Have you ever sung “O Holy Night” by candlelight on Christmas Eve in America? This verse stands out:
Truly He taught us to love one another
His law is love and His gospel is peace
Chains shall He break for the slave is our brother
And in His name all oppression shall cease
A Boston Unitarian minister named John Sullivan Dwight wrote the English lyrics in 1855, when chattel slavery was the law of the land in the United States. The message was not subtle: There is no peace until we break the chains.
We talk a lot about peace at Christmastime. The Gospel of Luke tells us that terrifying angels dropped in on some poor shepherds when Jesus was born and proclaimed “on earth peace, good will toward men.” Songs like “O Holy Night” drive home the point that peace on earth is about more than ~ good vibes ~ .
Peace requires a change of material conditions. Pope Francis said it in his encyclical letter Fratelli Tutti last year:
We can aspire to a world that provides land, housing, and work for all. This is the true path of peace, not the senseless and myopic strategy of sowing fear and mistrust in the face of outside threats.
The four weeks leading up to Christmas are known as Advent, a season of waiting. In some churches each week of Advent has a theme, and the theme of the second week was Peace.

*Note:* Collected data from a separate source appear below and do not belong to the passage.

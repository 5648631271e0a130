//! Metrics value objects: call samples and usage snapshots.

use chrono::{DateTime, Utc};
use serde::{Deserialize, Serialize};

/// One observed agent call.
#[derive(Debug, Clone, Serialize, Deserialize)]
pub struct CallSample {
    /// Whether the result came from the response cache.
    pub cache_hit: bool,

    /// Whether the call produced a usable result.
    pub success: bool,

    /// Token estimate reported by the agent (or stored with the cached
    /// value — a hit counts these as saved, not spent).
    pub estimated_tokens: u32,

    /// Wall-clock latency of the call.
    pub latency_ms: u64,
}

impl CallSample {
    /// A successful live call.
    pub fn live(estimated_tokens: u32, latency_ms: u64) -> Self {
        Self {
            cache_hit: false,
            success: true,
            estimated_tokens,
            latency_ms,
        }
    }

    /// A cache hit.
    pub fn hit(estimated_tokens: u32) -> Self {
        Self {
            cache_hit: true,
            success: true,
            estimated_tokens,
            latency_ms: 0,
        }
    }

    /// A failed live call.
    pub fn failure(latency_ms: u64) -> Self {
        Self {
            cache_hit: false,
            success: false,
            estimated_tokens: 0,
            latency_ms,
        }
    }
}

/// Aggregate statistics for one agent.
#[derive(Debug, Clone, Serialize, Deserialize)]
pub struct AgentUsage {
    /// Registered agent name.
    pub agent: String,

    /// Total recorded calls (hits included).
    pub total_calls: u64,

    /// Calls served from the cache.
    pub cache_hits: u64,

    /// Failed live calls.
    pub failures: u64,

    /// Tokens spent on live calls.
    pub tokens_used: u64,

    /// Tokens avoided by cache hits.
    pub tokens_saved: u64,

    /// Cumulative live-call latency.
    pub total_latency_ms: u64,
}

impl AgentUsage {
    pub(crate) fn new(agent: impl Into<String>) -> Self {
        Self {
            agent: agent.into(),
            total_calls: 0,
            cache_hits: 0,
            failures: 0,
            tokens_used: 0,
            tokens_saved: 0,
            total_latency_ms: 0,
        }
    }

    pub(crate) fn absorb(&mut self, sample: &CallSample) {
        self.total_calls += 1;
        if sample.cache_hit {
            self.cache_hits += 1;
            self.tokens_saved += sample.estimated_tokens as u64;
        } else {
            self.tokens_used += sample.estimated_tokens as u64;
            self.total_latency_ms += sample.latency_ms;
            if !sample.success {
                self.failures += 1;
            }
        }
    }
}

/// A point-in-time view of resource consumption.
#[derive(Debug, Clone, Serialize, Deserialize)]
pub struct UsageSnapshot {
    /// Total recorded calls.
    pub total_calls: u64,

    /// Calls served from the cache.
    pub cache_hits: u64,

    /// Cache hit rate, 0.0–1.0 (0.0 when no calls were recorded).
    pub hit_rate: f64,

    /// Tokens spent on live calls.
    pub tokens_used: u64,

    /// Tokens avoided by cache hits.
    pub tokens_saved: u64,

    /// Per-agent usage, ranked by call volume (descending).
    pub agents: Vec<AgentUsage>,

    /// Start of the window this snapshot covers, if windowed.
    #[serde(default, skip_serializing_if = "Option::is_none")]
    pub window_start: Option<DateTime<Utc>>,

    /// When the snapshot was taken.
    pub taken_at: DateTime<Utc>,
}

In our church we talked about the peace of Christ and how it differed from Pax Romana, the false peace of the Roman empire won through conquest and hegemony. “Peace I leave with you; my peace I give you,” Jesus said near the end of his life on earth. “I do not give to you as the world gives.”
And what about Pax Americana? This Peace Week, on Dec. 7, the nominally Christian majority in Congress joined in a 363-70 vote to approve one of the largest military budgets in human history.
It’s a cliche by now to note that no one asks “How will we pay for it?” when it comes to the military. In a country governed by two pro-war parties but currently controlled by the more progressive one, Congress signed off on $768 billion worth of military spending, with little public debate, in the space of a single news cycle. The amount exceeded President Biden’s request by $24 billion, and it passed during nominal peacetime.
Nothing we know about the U.S. Department of Defense would suggest it is an instrument of peace. It’s been a long time since this country’s military crushed the Southern slaveocracy and liberated people from Nazi concentration camps. Now that it’s a global superpower, it recruits soldiers from the poorest high schools, wages wars of aggression, and dodges accountability for war crimes from the UN Human Rights Council and the International Criminal Court with impunity.
Since the end of World War II, the U.S. military has trained death squad leaders at the School of the Americas (a.k.a. WHINSEC), dropped napalm and white phosphorus on civilians, and sprayed 600,000 gallons of Agent Orange on the Laotian people while top brass lied to cover it up. The U.S. has interfered in at least 81 foreign elections at the behest of private corporations and anticommunist ideologues in addition to providing direct support and funding to right-wing coups in countries including Iran, Guatemala, and Chile.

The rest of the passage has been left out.